What to do: Which lines below contain "JobConfig"? Copy every one of them.

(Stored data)
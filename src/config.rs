//! # Configuration
//!
//! All tunables for the link, discovery, job pipeline and status poller.
//! Every section has defaults, so a config file only needs the values it
//! changes:
//!
//! ```json
//! {
//!   "link": { "max_chunk_size": 20, "chunk_delay_ms": 50 },
//!   "discovery": { "allow_fallback_devices": true }
//! }
//! ```
//!
//! Durations are stored as milliseconds and exposed as [`Duration`].

use std::fs;
use std::path::Path;
use std::time::Duration;

use serde::{Deserialize, Serialize};

use crate::error::{BraillinkError, Result};
use crate::transfer::DEFAULT_MAX_CHUNK_SIZE;

/// Top-level configuration.
#[derive(Debug, Clone, Default, PartialEq, Serialize, Deserialize)]
#[serde(default)]
pub struct BraillinkConfig {
    pub link: LinkConfig,
    pub discovery: DiscoveryConfig,
    pub jobs: JobConfig,
    pub status: StatusConfig,
    pub events: EventConfig,
}

impl BraillinkConfig {
    /// Load from a JSON file and validate.
    pub fn load<P: AsRef<Path>>(path: P) -> Result<Self> {
        let path = path.as_ref();
        let text = fs::read_to_string(path).map_err(|e| {
            BraillinkError::Config(format!("Failed to read {}: {}", path.display(), e))
        })?;
        Self::from_json(&text)
    }

    /// Parse from a JSON string and validate.
    pub fn from_json(text: &str) -> Result<Self> {
        let config: Self = serde_json::from_str(text)?;
        config.validate()?;
        Ok(config)
    }

    /// Reject values that would make the pipeline misbehave.
    pub fn validate(&self) -> Result<()> {
        if self.link.max_chunk_size == 0 {
            return Err(BraillinkError::Config(
                "link.max_chunk_size must be at least 1".to_string(),
            ));
        }
        if self.link.write_timeout_ms == 0 {
            return Err(BraillinkError::Config(
                "link.write_timeout_ms must be positive".to_string(),
            ));
        }
        if self.events.capacity == 0 {
            return Err(BraillinkError::Config(
                "events.capacity must be at least 1".to_string(),
            ));
        }
        Ok(())
    }
}

/// Link framing and pacing.
#[derive(Debug, Clone, PartialEq, Serialize, Deserialize)]
#[serde(default)]
pub struct LinkConfig {
    /// Maximum cells (bytes) per write
    pub max_chunk_size: usize,
    /// Pause between chunk writes so a slow embosser is never flooded
    pub chunk_delay_ms: u64,
    /// Deadline for a single chunk or command write
    pub write_timeout_ms: u64,
}

impl LinkConfig {
    pub fn chunk_delay(&self) -> Duration {
        Duration::from_millis(self.chunk_delay_ms)
    }

    pub fn write_timeout(&self) -> Duration {
        Duration::from_millis(self.write_timeout_ms)
    }
}

impl Default for LinkConfig {
    fn default() -> Self {
        Self {
            max_chunk_size: DEFAULT_MAX_CHUNK_SIZE,
            chunk_delay_ms: 50,
            write_timeout_ms: 2_000,
        }
    }
}

/// Scan and connect behaviour.
#[derive(Debug, Clone, PartialEq, Serialize, Deserialize)]
#[serde(default)]
pub struct DiscoveryConfig {
    pub scan_timeout_ms: u64,
    pub connect_timeout_ms: u64,
    pub pairing_timeout_ms: u64,
    /// Offer reference device profiles when a scan finds nothing.
    /// Meant for demo and test environments only.
    pub allow_fallback_devices: bool,
}

impl DiscoveryConfig {
    pub fn scan_timeout(&self) -> Duration {
        Duration::from_millis(self.scan_timeout_ms)
    }

    pub fn connect_timeout(&self) -> Duration {
        Duration::from_millis(self.connect_timeout_ms)
    }

    pub fn pairing_timeout(&self) -> Duration {
        Duration::from_millis(self.pairing_timeout_ms)
    }
}

impl Default for DiscoveryConfig {
    fn default() -> Self {
        Self {
            scan_timeout_ms: 5_000,
            connect_timeout_ms: 10_000,
            pairing_timeout_ms: 15_000,
            allow_fallback_devices: false,
        }
    }
}

/// Print job pipeline behaviour.
#[derive(Debug, Clone, PartialEq, Serialize, Deserialize)]
#[serde(default)]
pub struct JobConfig {
    /// Terminal jobs kept for the caller's UI
    pub history_capacity: usize,
    /// Refuse text with characters that have no Braille cell
    pub reject_unmapped: bool,
    /// Read device status before starting a job
    pub check_status_before_print: bool,
}

impl Default for JobConfig {
    fn default() -> Self {
        Self {
            history_capacity: 20,
            reject_unmapped: true,
            check_status_before_print: true,
        }
    }
}

/// Status poller behaviour.
#[derive(Debug, Clone, PartialEq, Serialize, Deserialize)]
#[serde(default)]
pub struct StatusConfig {
    pub poll_interval_ms: u64,
    pub read_timeout_ms: u64,
}

impl StatusConfig {
    pub fn poll_interval(&self) -> Duration {
        Duration::from_millis(self.poll_interval_ms)
    }

    pub fn read_timeout(&self) -> Duration {
        Duration::from_millis(self.read_timeout_ms)
    }
}

impl Default for StatusConfig {
    fn default() -> Self {
        Self {
            poll_interval_ms: 5_000,
            read_timeout_ms: 1_000,
        }
    }
}

/// Event channel sizing.
#[derive(Debug, Clone, PartialEq, Serialize, Deserialize)]
#[serde(default)]
pub struct EventConfig {
    /// Broadcast buffer; slow subscribers beyond this lag and skip events
    pub capacity: usize,
}

impl Default for EventConfig {
    fn default() -> Self {
        Self { capacity: 256 }
    }
}

// ============================================================================
// TESTS
// ============================================================================

#[cfg(test)]
mod tests {
    use super::*;

    #[test]
    fn test_defaults() {
        let config = BraillinkConfig::default();
        assert_eq!(config.link.max_chunk_size, 20);
        assert_eq!(config.discovery.scan_timeout(), Duration::from_secs(5));
        assert!(!config.discovery.allow_fallback_devices);
        assert!(config.jobs.reject_unmapped);
        assert!(config.validate().is_ok());
    }

    #[test]
    fn test_partial_json_keeps_defaults() {
        let config = BraillinkConfig::from_json(
            r#"{ "link": { "chunk_delay_ms": 5 }, "discovery": { "allow_fallback_devices": true } }"#,
        )
        .unwrap();
        assert_eq!(config.link.chunk_delay(), Duration::from_millis(5));
        assert_eq!(config.link.max_chunk_size, 20);
        assert!(config.discovery.allow_fallback_devices);
        assert_eq!(config.jobs, JobConfig::default());
    }

    #[test]
    fn test_empty_object_is_default() {
        assert_eq!(BraillinkConfig::from_json("{}").unwrap(), BraillinkConfig::default());
    }

    #[test]
    fn test_zero_chunk_size_rejected() {
        let err = BraillinkConfig::from_json(r#"{ "link": { "max_chunk_size": 0 } }"#);
        assert!(matches!(err, Err(BraillinkError::Config(_))));
    }

    #[test]
    fn test_malformed_json() {
        assert!(matches!(
            BraillinkConfig::from_json("{ not json"),
            Err(BraillinkError::Json(_))
        ));
    }

    #[test]
    fn test_load_missing_file() {
        let err = BraillinkConfig::load("/nonexistent/braillink.json");
        assert!(matches!(err, Err(BraillinkError::Config(_))));
    }
}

Task result:
    pub jobs: JobConfig,
pub struct JobConfig {
impl Default for JobConfig {
        assert_eq!(config.jobs, JobConfig::default());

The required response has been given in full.